Aim of the task: Among the lines below, take the one holding "FROM suppliers ORDER", the one holding "placed_at, created_at, updated_at", and all lines between them. Set them down exactly.

Dataset excerpts:
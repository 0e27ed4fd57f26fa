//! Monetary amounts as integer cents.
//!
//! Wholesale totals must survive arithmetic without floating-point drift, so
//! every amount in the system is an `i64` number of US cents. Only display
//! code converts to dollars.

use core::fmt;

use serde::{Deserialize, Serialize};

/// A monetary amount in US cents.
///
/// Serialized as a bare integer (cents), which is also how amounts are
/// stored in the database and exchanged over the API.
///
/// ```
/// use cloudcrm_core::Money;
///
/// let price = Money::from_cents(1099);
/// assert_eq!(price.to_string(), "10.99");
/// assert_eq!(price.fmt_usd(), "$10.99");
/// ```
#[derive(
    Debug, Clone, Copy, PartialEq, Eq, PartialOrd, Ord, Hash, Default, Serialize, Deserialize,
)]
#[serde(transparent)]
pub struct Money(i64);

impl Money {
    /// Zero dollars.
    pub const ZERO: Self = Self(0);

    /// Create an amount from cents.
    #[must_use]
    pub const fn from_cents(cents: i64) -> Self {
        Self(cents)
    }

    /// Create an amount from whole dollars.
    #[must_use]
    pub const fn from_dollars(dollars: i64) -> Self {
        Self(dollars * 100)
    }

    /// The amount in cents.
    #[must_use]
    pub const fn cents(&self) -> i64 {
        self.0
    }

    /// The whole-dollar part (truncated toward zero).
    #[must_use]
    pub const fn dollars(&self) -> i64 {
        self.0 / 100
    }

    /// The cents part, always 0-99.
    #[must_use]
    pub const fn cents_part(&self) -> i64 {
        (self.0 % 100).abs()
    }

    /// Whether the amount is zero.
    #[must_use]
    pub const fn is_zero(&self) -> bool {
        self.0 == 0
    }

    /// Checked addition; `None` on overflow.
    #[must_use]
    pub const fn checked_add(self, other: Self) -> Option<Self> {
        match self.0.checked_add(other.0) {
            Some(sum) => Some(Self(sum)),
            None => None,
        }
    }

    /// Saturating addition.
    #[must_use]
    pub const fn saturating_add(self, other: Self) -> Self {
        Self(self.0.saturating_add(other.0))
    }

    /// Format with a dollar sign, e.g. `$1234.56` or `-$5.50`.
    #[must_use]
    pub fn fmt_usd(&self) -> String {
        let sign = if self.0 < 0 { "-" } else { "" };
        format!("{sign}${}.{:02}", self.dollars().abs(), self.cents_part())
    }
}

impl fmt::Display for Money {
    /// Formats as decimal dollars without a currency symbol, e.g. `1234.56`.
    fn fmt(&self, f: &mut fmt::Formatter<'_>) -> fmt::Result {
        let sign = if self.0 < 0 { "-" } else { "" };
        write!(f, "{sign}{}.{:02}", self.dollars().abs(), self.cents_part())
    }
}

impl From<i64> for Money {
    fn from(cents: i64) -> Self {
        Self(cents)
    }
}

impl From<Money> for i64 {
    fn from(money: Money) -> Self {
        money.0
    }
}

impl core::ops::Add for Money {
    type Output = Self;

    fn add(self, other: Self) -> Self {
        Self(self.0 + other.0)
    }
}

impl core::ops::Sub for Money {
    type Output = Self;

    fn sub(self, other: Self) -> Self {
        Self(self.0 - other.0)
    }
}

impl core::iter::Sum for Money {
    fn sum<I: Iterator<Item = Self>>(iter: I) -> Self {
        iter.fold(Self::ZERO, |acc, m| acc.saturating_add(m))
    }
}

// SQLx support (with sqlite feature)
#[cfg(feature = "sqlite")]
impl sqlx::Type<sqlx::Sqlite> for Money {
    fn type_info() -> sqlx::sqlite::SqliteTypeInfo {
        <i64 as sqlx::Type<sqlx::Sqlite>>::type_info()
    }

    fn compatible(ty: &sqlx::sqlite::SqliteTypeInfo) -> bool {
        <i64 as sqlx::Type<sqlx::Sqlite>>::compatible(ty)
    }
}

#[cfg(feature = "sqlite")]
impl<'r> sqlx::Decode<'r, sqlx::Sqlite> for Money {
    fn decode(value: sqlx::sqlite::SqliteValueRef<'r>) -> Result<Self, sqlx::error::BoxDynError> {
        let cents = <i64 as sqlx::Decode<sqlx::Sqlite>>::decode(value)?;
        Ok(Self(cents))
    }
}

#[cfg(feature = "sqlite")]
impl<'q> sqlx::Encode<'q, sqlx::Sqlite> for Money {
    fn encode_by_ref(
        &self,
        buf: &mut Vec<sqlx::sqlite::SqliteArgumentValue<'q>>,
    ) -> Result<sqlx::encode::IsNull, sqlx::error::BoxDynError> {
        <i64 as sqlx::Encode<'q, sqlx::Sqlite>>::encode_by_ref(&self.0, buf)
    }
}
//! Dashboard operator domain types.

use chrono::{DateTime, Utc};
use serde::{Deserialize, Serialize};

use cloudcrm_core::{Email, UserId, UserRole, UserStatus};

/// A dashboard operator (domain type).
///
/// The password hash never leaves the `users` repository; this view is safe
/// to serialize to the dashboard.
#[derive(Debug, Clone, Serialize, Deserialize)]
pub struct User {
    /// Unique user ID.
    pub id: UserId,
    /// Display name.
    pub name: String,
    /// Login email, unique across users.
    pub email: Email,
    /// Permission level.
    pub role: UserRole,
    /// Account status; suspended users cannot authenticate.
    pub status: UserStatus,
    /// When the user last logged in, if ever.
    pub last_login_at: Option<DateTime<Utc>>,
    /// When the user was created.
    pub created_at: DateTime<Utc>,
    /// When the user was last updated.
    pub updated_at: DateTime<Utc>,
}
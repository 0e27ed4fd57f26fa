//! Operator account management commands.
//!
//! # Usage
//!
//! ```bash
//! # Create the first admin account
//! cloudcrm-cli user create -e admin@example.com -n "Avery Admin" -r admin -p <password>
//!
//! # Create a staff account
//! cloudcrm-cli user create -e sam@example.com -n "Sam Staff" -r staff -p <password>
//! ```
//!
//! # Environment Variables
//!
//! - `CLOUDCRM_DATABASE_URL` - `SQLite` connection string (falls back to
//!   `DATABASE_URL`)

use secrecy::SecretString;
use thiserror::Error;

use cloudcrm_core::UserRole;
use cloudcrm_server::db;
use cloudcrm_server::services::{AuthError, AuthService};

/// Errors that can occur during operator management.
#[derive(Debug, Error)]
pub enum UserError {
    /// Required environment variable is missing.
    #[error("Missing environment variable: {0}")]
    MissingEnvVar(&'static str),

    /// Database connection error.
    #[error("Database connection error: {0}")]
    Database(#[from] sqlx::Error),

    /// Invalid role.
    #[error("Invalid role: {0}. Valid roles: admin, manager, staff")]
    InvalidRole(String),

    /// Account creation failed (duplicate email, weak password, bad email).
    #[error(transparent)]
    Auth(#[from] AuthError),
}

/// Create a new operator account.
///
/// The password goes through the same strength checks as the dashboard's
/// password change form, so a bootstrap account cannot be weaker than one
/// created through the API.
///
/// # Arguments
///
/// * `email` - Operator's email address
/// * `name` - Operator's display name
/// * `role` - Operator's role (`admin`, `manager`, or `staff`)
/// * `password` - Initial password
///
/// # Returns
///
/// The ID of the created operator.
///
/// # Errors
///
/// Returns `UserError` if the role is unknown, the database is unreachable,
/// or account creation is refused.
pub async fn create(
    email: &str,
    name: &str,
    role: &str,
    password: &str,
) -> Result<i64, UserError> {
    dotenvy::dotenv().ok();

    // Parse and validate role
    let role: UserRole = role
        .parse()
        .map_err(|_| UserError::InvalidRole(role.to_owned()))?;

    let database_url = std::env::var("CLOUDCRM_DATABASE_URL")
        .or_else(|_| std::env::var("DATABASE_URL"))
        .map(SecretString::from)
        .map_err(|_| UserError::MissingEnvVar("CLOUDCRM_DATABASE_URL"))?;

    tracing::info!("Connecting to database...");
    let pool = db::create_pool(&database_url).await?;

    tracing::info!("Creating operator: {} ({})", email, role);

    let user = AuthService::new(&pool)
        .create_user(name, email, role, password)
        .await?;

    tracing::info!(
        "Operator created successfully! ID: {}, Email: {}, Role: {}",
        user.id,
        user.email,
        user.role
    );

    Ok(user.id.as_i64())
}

--

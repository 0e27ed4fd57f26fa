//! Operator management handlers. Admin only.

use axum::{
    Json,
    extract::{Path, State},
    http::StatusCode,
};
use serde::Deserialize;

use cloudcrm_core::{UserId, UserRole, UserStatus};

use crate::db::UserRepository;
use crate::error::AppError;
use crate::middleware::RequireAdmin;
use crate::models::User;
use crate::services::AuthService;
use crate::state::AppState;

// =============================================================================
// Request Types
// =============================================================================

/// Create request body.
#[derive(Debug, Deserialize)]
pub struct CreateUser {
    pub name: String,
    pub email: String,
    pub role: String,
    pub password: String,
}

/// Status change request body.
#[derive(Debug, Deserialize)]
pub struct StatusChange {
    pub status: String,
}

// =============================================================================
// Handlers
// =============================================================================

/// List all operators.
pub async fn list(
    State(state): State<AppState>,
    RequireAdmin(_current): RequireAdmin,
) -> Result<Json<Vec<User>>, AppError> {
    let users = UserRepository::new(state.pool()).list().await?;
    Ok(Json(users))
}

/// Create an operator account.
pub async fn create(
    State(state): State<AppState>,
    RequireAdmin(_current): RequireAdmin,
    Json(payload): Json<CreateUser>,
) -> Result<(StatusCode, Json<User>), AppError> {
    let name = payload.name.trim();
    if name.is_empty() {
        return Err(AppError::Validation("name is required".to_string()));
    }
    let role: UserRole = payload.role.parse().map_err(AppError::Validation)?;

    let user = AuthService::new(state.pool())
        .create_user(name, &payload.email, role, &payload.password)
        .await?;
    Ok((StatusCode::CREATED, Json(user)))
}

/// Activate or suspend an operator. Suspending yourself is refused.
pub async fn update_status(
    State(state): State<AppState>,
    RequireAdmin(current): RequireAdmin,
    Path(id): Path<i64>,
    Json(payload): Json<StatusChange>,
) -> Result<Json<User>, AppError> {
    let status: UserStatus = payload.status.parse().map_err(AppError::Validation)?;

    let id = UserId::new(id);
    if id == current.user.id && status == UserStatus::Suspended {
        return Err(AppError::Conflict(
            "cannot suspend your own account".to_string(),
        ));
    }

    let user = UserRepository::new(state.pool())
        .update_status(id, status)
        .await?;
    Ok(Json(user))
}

--

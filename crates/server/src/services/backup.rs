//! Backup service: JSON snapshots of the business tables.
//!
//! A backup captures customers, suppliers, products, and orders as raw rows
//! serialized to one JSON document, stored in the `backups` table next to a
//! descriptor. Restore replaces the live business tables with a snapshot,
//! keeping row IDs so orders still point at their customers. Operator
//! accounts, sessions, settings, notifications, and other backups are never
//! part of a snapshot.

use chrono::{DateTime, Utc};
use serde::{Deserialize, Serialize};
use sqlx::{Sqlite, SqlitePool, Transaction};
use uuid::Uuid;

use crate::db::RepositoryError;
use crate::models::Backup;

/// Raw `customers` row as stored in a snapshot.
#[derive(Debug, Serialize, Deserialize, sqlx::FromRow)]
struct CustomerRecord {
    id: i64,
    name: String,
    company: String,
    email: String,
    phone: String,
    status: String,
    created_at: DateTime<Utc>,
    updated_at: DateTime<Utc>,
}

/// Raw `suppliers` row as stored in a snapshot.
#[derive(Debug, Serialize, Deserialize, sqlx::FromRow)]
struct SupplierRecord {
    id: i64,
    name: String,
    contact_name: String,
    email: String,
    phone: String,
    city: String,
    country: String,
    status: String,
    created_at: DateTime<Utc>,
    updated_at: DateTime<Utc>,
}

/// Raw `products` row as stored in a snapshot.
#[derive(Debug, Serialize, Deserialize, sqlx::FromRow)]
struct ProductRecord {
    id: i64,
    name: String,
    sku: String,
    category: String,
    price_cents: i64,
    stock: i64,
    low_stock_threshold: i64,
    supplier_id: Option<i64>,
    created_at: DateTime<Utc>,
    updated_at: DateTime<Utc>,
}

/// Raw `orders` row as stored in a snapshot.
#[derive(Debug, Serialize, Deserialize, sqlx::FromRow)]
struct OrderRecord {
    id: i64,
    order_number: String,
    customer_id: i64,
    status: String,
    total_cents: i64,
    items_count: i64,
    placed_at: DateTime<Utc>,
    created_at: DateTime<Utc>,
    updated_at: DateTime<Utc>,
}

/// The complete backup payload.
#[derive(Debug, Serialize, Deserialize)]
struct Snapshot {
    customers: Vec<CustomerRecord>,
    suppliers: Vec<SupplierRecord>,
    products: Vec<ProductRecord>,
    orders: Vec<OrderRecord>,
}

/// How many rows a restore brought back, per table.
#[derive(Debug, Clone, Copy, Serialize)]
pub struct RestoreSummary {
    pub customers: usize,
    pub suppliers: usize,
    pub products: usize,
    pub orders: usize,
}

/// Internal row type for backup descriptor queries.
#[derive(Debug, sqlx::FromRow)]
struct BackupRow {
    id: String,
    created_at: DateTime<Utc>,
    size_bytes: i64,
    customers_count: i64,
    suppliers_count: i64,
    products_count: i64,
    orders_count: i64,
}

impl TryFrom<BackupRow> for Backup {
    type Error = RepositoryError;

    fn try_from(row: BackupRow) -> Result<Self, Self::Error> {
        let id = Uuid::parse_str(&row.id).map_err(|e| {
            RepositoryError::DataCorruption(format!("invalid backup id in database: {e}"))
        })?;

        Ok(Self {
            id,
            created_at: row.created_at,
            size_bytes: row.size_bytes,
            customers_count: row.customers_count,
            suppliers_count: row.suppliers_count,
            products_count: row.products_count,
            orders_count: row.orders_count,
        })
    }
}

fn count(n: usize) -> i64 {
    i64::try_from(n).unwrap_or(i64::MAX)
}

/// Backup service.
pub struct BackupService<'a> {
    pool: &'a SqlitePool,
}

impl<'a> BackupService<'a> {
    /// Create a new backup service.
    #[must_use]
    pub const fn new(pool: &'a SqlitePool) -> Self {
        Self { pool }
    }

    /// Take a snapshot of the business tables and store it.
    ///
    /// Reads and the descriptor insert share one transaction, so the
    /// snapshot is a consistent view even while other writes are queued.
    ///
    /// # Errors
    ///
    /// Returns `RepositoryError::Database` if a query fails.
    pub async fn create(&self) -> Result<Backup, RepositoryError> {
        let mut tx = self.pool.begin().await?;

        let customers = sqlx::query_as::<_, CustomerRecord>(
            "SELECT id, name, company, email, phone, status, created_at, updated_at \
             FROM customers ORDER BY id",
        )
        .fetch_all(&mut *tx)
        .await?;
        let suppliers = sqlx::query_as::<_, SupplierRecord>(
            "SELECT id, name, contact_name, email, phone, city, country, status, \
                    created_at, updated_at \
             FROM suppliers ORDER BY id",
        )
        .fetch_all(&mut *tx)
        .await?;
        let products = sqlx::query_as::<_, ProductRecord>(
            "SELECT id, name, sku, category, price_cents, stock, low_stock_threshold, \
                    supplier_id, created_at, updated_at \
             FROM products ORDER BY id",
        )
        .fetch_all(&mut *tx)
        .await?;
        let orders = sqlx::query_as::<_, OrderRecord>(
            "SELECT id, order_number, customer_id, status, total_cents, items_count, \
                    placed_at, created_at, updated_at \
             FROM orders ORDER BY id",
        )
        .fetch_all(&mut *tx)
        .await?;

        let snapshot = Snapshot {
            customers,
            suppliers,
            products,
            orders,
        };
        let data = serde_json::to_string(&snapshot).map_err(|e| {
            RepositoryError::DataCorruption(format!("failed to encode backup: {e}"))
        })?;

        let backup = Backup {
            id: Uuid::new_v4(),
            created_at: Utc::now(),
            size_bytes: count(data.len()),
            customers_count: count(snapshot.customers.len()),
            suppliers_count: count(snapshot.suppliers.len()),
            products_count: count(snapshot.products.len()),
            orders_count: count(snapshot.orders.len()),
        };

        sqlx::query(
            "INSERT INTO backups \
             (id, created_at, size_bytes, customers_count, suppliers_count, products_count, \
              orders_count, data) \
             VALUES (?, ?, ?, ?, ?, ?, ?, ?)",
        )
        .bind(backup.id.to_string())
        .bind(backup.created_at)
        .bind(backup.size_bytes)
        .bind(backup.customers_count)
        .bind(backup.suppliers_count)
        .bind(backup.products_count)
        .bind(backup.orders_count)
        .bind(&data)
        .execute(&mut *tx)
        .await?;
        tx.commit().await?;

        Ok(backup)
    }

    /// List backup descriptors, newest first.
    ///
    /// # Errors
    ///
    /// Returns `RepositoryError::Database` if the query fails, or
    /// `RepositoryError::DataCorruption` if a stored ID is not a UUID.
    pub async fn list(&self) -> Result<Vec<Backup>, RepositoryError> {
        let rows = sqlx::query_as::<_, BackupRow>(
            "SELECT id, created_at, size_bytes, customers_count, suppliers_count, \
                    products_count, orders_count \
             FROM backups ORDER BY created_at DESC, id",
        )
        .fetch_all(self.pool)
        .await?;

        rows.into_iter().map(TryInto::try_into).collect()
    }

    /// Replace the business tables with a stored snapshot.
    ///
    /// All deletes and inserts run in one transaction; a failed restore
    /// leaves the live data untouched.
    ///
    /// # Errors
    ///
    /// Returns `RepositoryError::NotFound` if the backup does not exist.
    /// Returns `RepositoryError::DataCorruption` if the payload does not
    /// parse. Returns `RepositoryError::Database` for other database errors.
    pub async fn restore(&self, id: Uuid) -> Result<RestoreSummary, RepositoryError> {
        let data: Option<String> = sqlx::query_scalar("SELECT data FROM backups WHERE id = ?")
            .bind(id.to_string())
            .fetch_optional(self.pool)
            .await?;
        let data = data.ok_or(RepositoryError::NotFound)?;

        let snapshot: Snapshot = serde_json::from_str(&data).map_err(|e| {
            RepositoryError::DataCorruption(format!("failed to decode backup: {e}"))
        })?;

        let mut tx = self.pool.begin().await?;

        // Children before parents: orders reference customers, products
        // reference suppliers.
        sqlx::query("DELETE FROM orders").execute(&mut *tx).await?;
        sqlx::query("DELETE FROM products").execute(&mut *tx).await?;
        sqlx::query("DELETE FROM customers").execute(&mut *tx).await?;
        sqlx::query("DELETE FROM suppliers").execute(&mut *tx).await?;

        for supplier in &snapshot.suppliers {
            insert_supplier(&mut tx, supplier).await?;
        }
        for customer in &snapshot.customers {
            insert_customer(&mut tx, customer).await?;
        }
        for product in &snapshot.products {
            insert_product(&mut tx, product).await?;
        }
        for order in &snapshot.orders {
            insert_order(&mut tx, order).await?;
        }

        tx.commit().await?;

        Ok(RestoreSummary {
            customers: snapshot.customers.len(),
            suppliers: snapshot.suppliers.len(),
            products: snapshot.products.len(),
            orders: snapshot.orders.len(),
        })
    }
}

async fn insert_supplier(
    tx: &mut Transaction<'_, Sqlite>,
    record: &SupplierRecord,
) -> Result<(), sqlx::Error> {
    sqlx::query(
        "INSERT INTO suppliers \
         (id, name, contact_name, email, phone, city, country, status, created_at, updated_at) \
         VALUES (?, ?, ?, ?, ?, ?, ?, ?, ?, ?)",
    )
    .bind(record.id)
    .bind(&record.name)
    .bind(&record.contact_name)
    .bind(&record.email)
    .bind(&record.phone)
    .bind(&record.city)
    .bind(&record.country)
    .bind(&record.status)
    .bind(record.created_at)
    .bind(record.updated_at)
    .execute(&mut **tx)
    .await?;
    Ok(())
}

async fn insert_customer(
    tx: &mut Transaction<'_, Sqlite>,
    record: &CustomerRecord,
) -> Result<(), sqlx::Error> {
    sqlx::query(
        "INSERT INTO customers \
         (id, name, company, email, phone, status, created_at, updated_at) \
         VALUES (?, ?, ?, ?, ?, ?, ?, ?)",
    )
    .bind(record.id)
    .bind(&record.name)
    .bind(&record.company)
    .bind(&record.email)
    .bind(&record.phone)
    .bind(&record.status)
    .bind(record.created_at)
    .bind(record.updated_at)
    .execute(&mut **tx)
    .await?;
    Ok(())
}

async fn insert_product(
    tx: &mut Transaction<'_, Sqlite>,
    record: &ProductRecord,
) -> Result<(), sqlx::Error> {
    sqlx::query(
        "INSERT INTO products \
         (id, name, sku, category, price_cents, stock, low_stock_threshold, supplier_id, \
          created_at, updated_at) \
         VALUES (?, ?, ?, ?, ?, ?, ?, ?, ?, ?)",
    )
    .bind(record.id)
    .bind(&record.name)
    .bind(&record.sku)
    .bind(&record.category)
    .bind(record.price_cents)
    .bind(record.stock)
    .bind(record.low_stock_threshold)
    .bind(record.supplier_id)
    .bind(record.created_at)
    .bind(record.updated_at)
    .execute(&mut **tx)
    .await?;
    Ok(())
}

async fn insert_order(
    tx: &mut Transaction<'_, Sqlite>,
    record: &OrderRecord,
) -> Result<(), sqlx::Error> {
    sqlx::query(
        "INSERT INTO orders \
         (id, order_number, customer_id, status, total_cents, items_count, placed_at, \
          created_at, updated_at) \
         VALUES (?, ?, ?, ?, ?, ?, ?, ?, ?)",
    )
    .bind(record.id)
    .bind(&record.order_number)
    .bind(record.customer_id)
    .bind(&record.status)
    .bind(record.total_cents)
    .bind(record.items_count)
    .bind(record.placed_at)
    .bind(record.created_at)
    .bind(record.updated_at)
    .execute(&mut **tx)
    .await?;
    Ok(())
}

Result of the exercise:
             FROM suppliers ORDER BY id",
        )
        .fetch_all(&mut *tx)
        .await?;
        let products = sqlx::query_as::<_, ProductRecord>(
            "SELECT id, name, sku, category, price_cents, stock, low_stock_threshold, \
                    supplier_id, created_at, updated_at \
             FROM products ORDER BY id",
        )
        .fetch_all(&mut *tx)
        .await?;
        let orders = sqlx::query_as::<_, OrderRecord>(
            "SELECT id, order_number, customer_id, status, total_cents, items_count, \
                    placed_at, created_at, updated_at \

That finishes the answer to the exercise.